Jun Xiong scite author profile

Telomerase, an enzyme that maintains telomere length, plays major roles in cellular immortalization and cancer progression. We found that an exogenous BRCA1 gene strongly inhibited telomerase enzymatic activity in human prostate and breast cancer cell lines and caused telomere shortening in cell lines expressing wild-type BRCA1 (wtBRCA1) but not a tumor-associated mutant BRCA1 (T300G). wtBRCA1 inhibited the expression of the catalytic subunit (telomerase reverse transcriptase [TERT]) but had no effect on the expression of a subset of other components of the telomerase holoenzyme or on the expression of c-Myc, a transcriptional activator of TERT. However, endogenous BRCA1 associated and partially colocalized with c-Myc; exogenous wtBRCA1 strongly suppressed TERT promoter activity in various cell lines.
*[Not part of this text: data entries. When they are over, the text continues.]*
#[cfg(test)]
mod tests {
    use super::*;
    use nb_core::Error;
    use nb_inference::providers::DummyProvider;
    use nb_inference::EmbeddingService;
    use nb_storage::{MemoryArticleStore, MemorySourceStore};
    use std::collections::HashMap;

    struct MockFeedSource {
        feeds: HashMap<String, Vec<FeedEntry>>,
        pages: HashMap<String, String>,
    }

    #[async_trait]
    impl FeedSource for MockFeedSource {
        async fn fetch_feed(&self, url: &str) -> Result<Vec<FeedEntry>> {
            self.feeds
                .get(url)
                .cloned()
                .ok_or_else(|| Error::Feed(format!("no feed at {}", url)))
        }

        async fn fetch_page(&self, url: &str) -> Result<String> {
            self.pages
                .get(url)
                .cloned()
                .ok_or_else(|| Error::Extraction(format!("no page at {}", url)))
        }
    }

    fn entry(url: &str, title: &str, summary: &str) -> FeedEntry {
        FeedEntry {
            title: title.to_string(),
            url: url.to_string(),
            summary: summary.to_string(),
            content: String::new(),
            published_at: Some(Utc::now()),
            author: String::new(),
            categories: Vec::new(),
            keywords: Vec::new(),
        }
    }

    fn page(body: &str) -> String {
        format!("<html><body><article>{}</article></body></html>", body)
    }

    fn pipeline(
        fetcher: MockFeedSource,
    ) -> (
        NewsIngestionPipeline<MemoryArticleStore>,
        Arc<MemoryArticleStore>,
    ) {
        let sources = Arc::new(MemorySourceStore::new());
        let articles = Arc::new(MemoryArticleStore::new());
        let embedder = Arc::new(EmbeddingService::new(Arc::new(DummyProvider)));
        let vectors = VectorStore::new(articles.clone(), embedder);
        let pipeline =
            NewsIngestionPipeline::new(sources, articles.clone(), vectors, Arc::new(fetcher));
        (pipeline, articles)
    }

    fn body() -> &'static str {
        "The central bank held its benchmark rate steady on Monday, pointing to \
         persistent uncertainty about the path of inflation over the coming quarters."
    }

    #[tokio::test]
    async fn ingestion_is_idempotent_by_url() {
        let fetcher = MockFeedSource {
            feeds: HashMap::from([(
                "http://wire.test/rss".to_string(),
                vec![entry("http://wire.test/a", "Rates held", "summary")],
            )]),
            pages: HashMap::from([("http://wire.test/a".to_string(), page(body()))]),
        };
        let (pipeline, articles) = pipeline(fetcher);
        let options = IngestOptions {
            source: Some(("wire".to_string(), "http://wire.test/rss".to_string())),
            force_refresh: true,
            ..Default::default()
        };

        let first = pipeline.run(options.clone()).await.unwrap();
        assert_eq!(first.fetched, 1);
        assert_eq!(first.embedded, 1);

        let second = pipeline.run(options).await.unwrap();
        assert_eq!(second.fetched, 0);
        assert_eq!(ArticleStore::all(articles.as_ref()).await.unwrap().len(), 1);
    }

    #[tokio::test]
    async fn cooldown_skips_fresh_sources() {
        let fetcher = MockFeedSource {
            feeds: HashMap::from([(
                "http://wire.test/rss".to_string(),
                vec![entry("http://wire.test/a", "Rates held", "summary")],
            )]),
            pages: HashMap::from([("http://wire.test/a".to_string(), page(body()))]),
        };
        let (pipeline, _) = pipeline(fetcher);
        let options = IngestOptions {
            source: Some(("wire".to_string(), "http://wire.test/rss".to_string())),
            ..Default::default()
        };

        let first = pipeline.run(options.clone()).await.unwrap();
        assert_eq!(first.fetched, 1);

        // Without force_refresh the cursor just set above makes the
        // source fresh, so the second run touches nothing.
        let second = pipeline.run(options).await.unwrap();
        assert_eq!(second.fetched, 0);
        assert!(second.sources.is_empty());
    }

    #[tokio::test]
    async fn limit_caps_new_articles_across_entries() {
        let feed = vec![
            entry("http://wire.test/1", "One", "s"),
            entry("http://wire.test/2", "Two", "s"),
            entry("http://wire.test/3", "Three", "s"),
        ];
        let pages = HashMap::from([
            ("http://wire.test/1".to_string(), page(body())),
            ("http://wire.test/2".to_string(), page(body())),
            ("http://wire.test/3".to_string(), page(body())),
        ]);
        let fetcher = MockFeedSource {
            feeds: HashMap::from([("http://wire.test/rss".to_string(), feed)]),
            pages,
        };
        let (pipeline, articles) = pipeline(fetcher);
        let options = IngestOptions {
            source: Some(("wire".to_string(), "http://wire.test/rss".to_string())),
            limit: 2,
            force_refresh: true,
        };

        let outcome = pipeline.run(options).await.unwrap();
        assert_eq!(outcome.fetched, 2);
        assert_eq!(ArticleStore::all(articles.as_ref()).await.unwrap().len(), 2);
    }

    #[tokio::test]
    async fn falls_back_to_feed_summary_when_page_is_unavailable() {
        let fetcher = MockFeedSource {
            feeds: HashMap::from([(
                "http://wire.test/rss".to_string(),
                vec![entry(
                    "http://wire.test/gone",
                    "Missing page",
                    "Summary text from the feed itself.",
                )],
            )]),
            pages: HashMap::new(),
        };
        let (pipeline, articles) = pipeline(fetcher);
        let options = IngestOptions {
            source: Some(("wire".to_string(), "http://wire.test/rss".to_string())),
            force_refresh: true,
            ..Default::default()
        };

        let outcome = pipeline.run(options).await.unwrap();
        assert_eq!(outcome.fetched, 1);
        let stored = &ArticleStore::all(articles.as_ref()).await.unwrap()[0];
        assert_eq!(stored.content, "Summary text from the feed itself.");
    }

    #[tokio::test]
    async fn entry_without_any_text_is_skipped() {
        let fetcher = MockFeedSource {
            feeds: HashMap::from([(
                "http://wire.test/rss".to_string(),
                vec![entry("http://wire.test/empty", "Empty", "")],
            )]),
            pages: HashMap::new(),
        };
        let (pipeline, articles) = pipeline(fetcher);
        let options = IngestOptions {
            source: Some(("wire".to_string(), "http://wire.test/rss".to_string())),
            force_refresh: true,
            ..Default::default()
        };

        let outcome = pipeline.run(options).await.unwrap();
        assert_eq!(outcome.fetched, 0);
        assert!(ArticleStore::all(articles.as_ref()).await.unwrap().is_empty());
        // The cursor still moved.
        assert_eq!(outcome.sources, vec!["wire".to_string()]);
    }

    #[test]
    fn due_comparison_is_strict() {
        let now = Utc::now();
        let interval = Duration::seconds(3600);
        let mut source = NewsSource {
            name: "wire".to_string(),
            url: "http://wire.test/rss".to_string(),
            description: String::new(),
            active: true,
            last_fetched_at: Some(now - interval),
        };
        assert!(!is_due(&source, now, interval));
        source.last_fetched_at = Some(now - interval - Duration::seconds(1));
        assert!(is_due(&source, now, interval));
        source.last_fetched_at = None;
        assert!(is_due(&source, now, interval));
    }
}
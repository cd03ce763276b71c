use crate::Result;
use async_trait::async_trait;
use std::fmt::Debug;

/// Provider-agnostic embedding capability. Implementations raise on
/// provider errors; callers decide the fallback policy.
#[async_trait]
pub trait EmbeddingProvider: Send + Sync + Debug {
    fn name(&self) -> &str;

    /// Embed a piece of text into a fixed-dimension vector.
    async fn embed_text(&self, text: &str) -> Result<Vec<f32>>;
}

/// Provider-agnostic chat capability. Output is free text that often
/// carries JSON, optionally wrapped in fenced code blocks.
#[async_trait]
pub trait ChatProvider: Send + Sync + Debug {
    fn name(&self) -> &str;

    /// Complete a prompt into a text response.
    async fn complete(&self, prompt: &str) -> Result<String>;
}
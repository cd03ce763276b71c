pub mod chunking;
pub mod embeddings;
pub mod providers;
pub mod registry;

pub use embeddings::EmbeddingService;
pub use registry::{ClientRegistry, ProviderConfig, ProviderKind};

pub mod prelude {
    pub use crate::embeddings::EmbeddingService;
    pub use crate::registry::{ClientRegistry, ProviderConfig, ProviderKind};
    pub use nb_core::{ChatProvider, EmbeddingProvider, Error, Result};
}
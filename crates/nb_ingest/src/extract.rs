//! Full-text extraction from article pages.
//!
//! Three tiers, first viable result wins: a structured pass over likely
//! article containers, a paragraph sweep over the whole document, and a
//! regex tag strip as the last resort. "Viable" means more than
//! [`MIN_CONTENT_LEN`] characters of text.

use regex::Regex;
use scraper::{Html, Selector};
use std::sync::OnceLock;
use tracing::debug;

/// Minimum extracted length for a tier's output to be accepted.
pub const MIN_CONTENT_LEN: usize = 50;

const REGEX_TIER_CAP: usize = 5000;

fn collect_text(document: &Html, selector: &Selector) -> String {
    document
        .select(selector)
        .map(|el| {
            el.text()
                .map(str::trim)
                .filter(|t| !t.is_empty())
                .collect::<Vec<_>>()
                .join("\n")
        })
        .collect::<Vec<_>>()
        .join("\n")
        .trim()
        .to_string()
}

fn viable(text: &str) -> bool {
    text.trim().chars().count() > MIN_CONTENT_LEN
}

fn article_container(html: &Html) -> Option<String> {
    static SELECTOR: OnceLock<Selector> = OnceLock::new();
    let selector = SELECTOR.get_or_init(|| {
        Selector::parse(r#"article, main, div[class*="article"], div[class*="content"]"#).unwrap()
    });
    let text = collect_text(html, selector);
    viable(&text).then_some(text)
}

fn paragraph_sweep(html: &Html) -> Option<String> {
    static SELECTOR: OnceLock<Selector> = OnceLock::new();
    let selector = SELECTOR.get_or_init(|| Selector::parse("body p").unwrap());
    let text = collect_text(html, selector);
    viable(&text).then_some(text)
}

fn regex_strip(raw: &str) -> Option<String> {
    static SCRIPT: OnceLock<Regex> = OnceLock::new();
    static TAG: OnceLock<Regex> = OnceLock::new();
    static WS: OnceLock<Regex> = OnceLock::new();

    let script = SCRIPT.get_or_init(|| {
        Regex::new(
            r"(?is)<script[^>]*>.*?</script\s*>|<style[^>]*>.*?</style\s*>|<nav[^>]*>.*?</nav\s*>|<header[^>]*>.*?</header\s*>|<footer[^>]*>.*?</footer\s*>",
        )
        .unwrap()
    });
    let tag = TAG.get_or_init(|| Regex::new(r"<[^>]+>").unwrap());
    let ws = WS.get_or_init(|| Regex::new(r"\s+").unwrap());

    let text = script.replace_all(raw, " ");
    let text = tag.replace_all(&text, " ");
    let text = ws.replace_all(&text, " ");
    let text: String = text.trim().chars().take(REGEX_TIER_CAP).collect();
    viable(&text).then_some(text)
}

/// Extract the main text of an article page, or `None` when no tier
/// produced a viable result.
pub fn extract_article_text(raw_html: &str) -> Option<String> {
    let document = Html::parse_document(raw_html);

    if let Some(text) = article_container(&document) {
        debug!(len = text.len(), "extracted via article container");
        return Some(text);
    }
    if let Some(text) = paragraph_sweep(&document) {
        debug!(len = text.len(), "extracted via paragraph sweep");
        return Some(text);
    }
    if let Some(text) = regex_strip(raw_html) {
        debug!(len = text.len(), "extracted via regex strip");
        return Some(text);
    }
    None
}
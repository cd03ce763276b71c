//! Feed ingestion for the briefing system: RSS/Atom parsing, full-text
//! extraction, and the per-source fetch pipeline.

pub mod extract;
pub mod feed;
pub mod pipeline;

pub use extract::extract_article_text;
pub use feed::parse_feed;
pub use pipeline::{
    FeedSource, HttpFeedSource, IngestOptions, NewsIngestionPipeline, DEFAULT_FETCH_LIMIT,
};
//! Report lifecycle around the orchestrator: pending on request,
//! exactly one transition to generating, then completed or failed.

use crate::orchestrator::{OrchestrationResult, Orchestrator};
use chrono::Utc;
use nb_core::{
    Article, BriefingReport, Error, KeyDirections, ReportStatus, ReportStore, Result, UserProfile,
};
use nb_storage::VectorEntityStore;
use serde_json::Value;
use std::sync::Arc;
use tracing::{error, info};

pub struct BriefingService<S, P> {
    reports: Arc<dyn ReportStore>,
    orchestrator: Orchestrator<S, P>,
}

impl<S, P> BriefingService<S, P>
where
    S: nb_core::ArticleStore + VectorEntityStore<Article>,
    P: VectorEntityStore<UserProfile>,
{
    pub fn new(reports: Arc<dyn ReportStore>, orchestrator: Orchestrator<S, P>) -> Self {
        Self {
            reports,
            orchestrator,
        }
    }

    /// Register a briefing request. The heavy work happens later in
    /// [`process_generation`].
    pub async fn create_report(&self, user_id: u64) -> Result<BriefingReport> {
        let report = self.reports.create(user_id).await?;
        info!(report_id = report.id, user_id, "briefing report requested");
        Ok(report)
    }

    /// Generate the report content. Retries re-resolve the report by
    /// id, so a retried job updates the same record instead of
    /// creating a duplicate. Failures are written to the report and
    /// propagated so the job layer can retry.
    pub async fn process_generation(&self, report_id: u64) -> Result<()> {
        match self.generate(report_id).await {
            Ok(()) => Ok(()),
            Err(e) => {
                self.mark_failed(report_id, &e.to_string()).await;
                Err(e)
            }
        }
    }

    async fn generate(&self, report_id: u64) -> Result<()> {
        let mut report = self
            .reports
            .get(report_id)
            .await?
            .ok_or_else(|| Error::NotFound(format!("report {}", report_id)))?;

        report.status = ReportStatus::Generating;
        self.reports.update(report.clone()).await?;

        match self.orchestrator.run(report.user_id).await {
            OrchestrationResult::Complete(data) => {
                apply_report_data(&mut report, &data);
                report.status = ReportStatus::Completed;
                report.generated_at = Utc::now();
                report.report_date = report.generated_at.date_naive();
                report.error_message = None;
                self.reports.update(report).await?;
                info!(report_id, "briefing report completed");
                Ok(())
            }
            OrchestrationResult::Error(message) => {
                error!(report_id, %message, "briefing generation failed");
                Err(Error::Inference(message))
            }
        }
    }

    /// Best-effort terminal write; the original error is what the
    /// caller sees even if this update cannot land.
    async fn mark_failed(&self, report_id: u64, message: &str) {
        let Ok(Some(mut report)) = self.reports.get(report_id).await else {
            return;
        };
        report.status = ReportStatus::Failed;
        report.error_message = Some(message.to_string());
        let _ = self.reports.update(report).await;
    }
}

/// Copy the orchestrator's payload into the persisted report fields.
/// Absent or mistyped fields fall back to empty values.
fn apply_report_data(report: &mut BriefingReport, data: &Value) {
    report.full_report_content = data
        .get("full_report_content")
        .and_then(Value::as_str)
        .unwrap_or_default()
        .to_string();
    report.summary = data
        .get("summary")
        .and_then(Value::as_str)
        .unwrap_or_default()
        .to_string();
    report.key_directions = data
        .get("key_directions")
        .cloned()
        .and_then(|v| serde_json::from_value::<KeyDirections>(v).ok())
        .unwrap_or_default();
    report.related_stocks = data
        .get("related_stocks")
        .cloned()
        .and_then(|v| serde_json::from_value(v).ok())
        .unwrap_or_default();
    report.impact_score = match data.get("ai_impact_score") {
        Some(Value::String(s)) => s.clone(),
        Some(other) => other.to_string(),
        None => String::new(),
    };
    report.article_urls = data
        .get("news_articles")
        .and_then(Value::as_array)
        .map(|items| {
            items
                .iter()
                .filter_map(|item| match item {
                    Value::String(url) => Some(url.clone()),
                    Value::Object(obj) => obj
                        .get("url")
                        .and_then(Value::as_str)
                        .map(|s| s.to_string()),
                    _ => None,
                })
                .collect()
        })
        .unwrap_or_default();
}

#[cfg(test)]
mod tests {
    use super::*;
    use crate::agents::{
        AgentSet, NewsAnalyzerAgent, NewsFetcherAgent, NewsFilterAgent, UserProfilerAgent,
    };
    use async_trait::async_trait;
    use nb_core::{ChatProvider, FeedEntry, ProfileStore};
    use nb_ingest::{FeedSource, NewsIngestionPipeline};
    use nb_inference::providers::DummyProvider;
    use nb_inference::EmbeddingService;
    use nb_ranking::RankingEngine;
    use nb_storage::{
        MemoryArticleStore, MemoryProfileStore, MemoryReportStore, MemorySourceStore, VectorStore,
    };
    use serde_json::json;

    #[derive(Debug)]
    struct OneShotChat(String);

    #[async_trait]
    impl ChatProvider for OneShotChat {
        fn name(&self) -> &str {
            "oneshot"
        }

        async fn complete(&self, _prompt: &str) -> Result<String> {
            Ok(self.0.clone())
        }
    }

    #[derive(Debug)]
    struct EmptyFeed;

    #[async_trait]
    impl FeedSource for EmptyFeed {
        async fn fetch_feed(&self, _url: &str) -> Result<Vec<FeedEntry>> {
            Ok(Vec::new())
        }

        async fn fetch_page(&self, _url: &str) -> Result<String> {
            Ok(String::new())
        }
    }

    type TestService = (
        BriefingService<MemoryArticleStore, MemoryProfileStore>,
        Arc<MemoryReportStore>,
    );

    fn service(final_output: &str) -> TestService {
        let chat: Arc<dyn ChatProvider> = Arc::new(OneShotChat(final_output.to_string()));
        let profiles = Arc::new(MemoryProfileStore::new());
        let articles = Arc::new(MemoryArticleStore::new());
        let embedder = Arc::new(EmbeddingService::new(Arc::new(DummyProvider)));
        let article_vectors = Arc::new(VectorStore::new(articles.clone(), embedder.clone()));
        let profile_vectors = Arc::new(VectorStore::new(profiles.clone(), embedder.clone()));
        let pipeline = Arc::new(NewsIngestionPipeline::new(
            Arc::new(MemorySourceStore::new()),
            articles.clone(),
            VectorStore::new(articles, embedder),
            Arc::new(EmptyFeed),
        ));
        let engine = Arc::new(RankingEngine::new(
            profiles.clone() as Arc<dyn ProfileStore>,
            article_vectors,
            Some(chat.clone()),
        ));
        let agents = AgentSet {
            profiler: UserProfilerAgent::new(profiles, profile_vectors),
            fetcher: NewsFetcherAgent::new(pipeline),
            filter: NewsFilterAgent::new(engine),
            analyzer: NewsAnalyzerAgent::new(chat.clone()),
        };
        let reports = Arc::new(MemoryReportStore::new());
        (
            BriefingService::new(reports.clone(), Orchestrator::new(agents, chat)),
            reports,
        )
    }

    #[tokio::test]
    async fn generation_completes_the_report() {
        let (service, reports) = service(
            r#"{"full_report_content": "Full narrative.", "summary": "Short.", "ai_impact_score": "low"}"#,
        );
        let report = service.create_report(9).await.unwrap();
        assert_eq!(report.status, ReportStatus::Pending);

        service.process_generation(report.id).await.unwrap();
        let done = reports.get(report.id).await.unwrap().unwrap();
        assert_eq!(done.status, ReportStatus::Completed);
        assert_eq!(done.full_report_content, "Full narrative.");
        assert!(done.error_message.is_none());
    }

    #[tokio::test]
    async fn generation_failure_marks_the_report_failed() {
        let (service, reports) = service("sorry, I lost track of the task");
        let report = service.create_report(9).await.unwrap();

        assert!(service.process_generation(report.id).await.is_err());
        let failed = reports.get(report.id).await.unwrap().unwrap();
        assert_eq!(failed.status, ReportStatus::Failed);
        assert!(failed.error_message.is_some());
    }

    #[tokio::test]
    async fn unknown_report_id_is_not_found() {
        let (service, _) = service("{}");
        assert!(matches!(
            service.process_generation(404).await.unwrap_err(),
            Error::NotFound(_)
        ));
    }

    #[test]
    fn report_data_maps_urls_from_strings_and_objects() {
        let mut report = BriefingReport::pending(1, 1);
        let data = json!({
            "full_report_content": "Narrative.",
            "summary": "Short.",
            "key_directions": {"market_sentiment": "bullish", "recommendations": ["hold"]},
            "related_stocks": ["AAPL"],
            "ai_impact_score": "medium",
            "news_articles": [
                "http://wire.test/a",
                {"url": "http://wire.test/b", "title": "ignored"}
            ]
        });
        apply_report_data(&mut report, &data);
        assert_eq!(report.full_report_content, "Narrative.");
        assert_eq!(report.key_directions.market_sentiment, "bullish");
        assert_eq!(
            report.article_urls,
            vec!["http://wire.test/a", "http://wire.test/b"]
        );
        assert_eq!(report.impact_score, "medium");
    }

    #[test]
    fn missing_fields_default_to_empty() {
        let mut report = BriefingReport::pending(1, 1);
        apply_report_data(&mut report, &json!({"full_report_content": "x"}));
        assert!(report.summary.is_empty());
        assert!(report.related_stocks.is_empty());
        assert!(report.article_urls.is_empty());
    }
}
The TERT inhibition was due, in part, to suppression of c-Myc E-box-mediated transcriptional activity. Suppression of TERT promoter and c-Myc activity required the amino terminus of BRCA1 but not the carboxyl terminus. Finally, endogenous BRCA1 and c-Myc were detected on transfected mouse and human TERT promoter segments in vivo. We postulate that inhibition of telomerase may contribute to the BRCA1 tumor suppressor activity.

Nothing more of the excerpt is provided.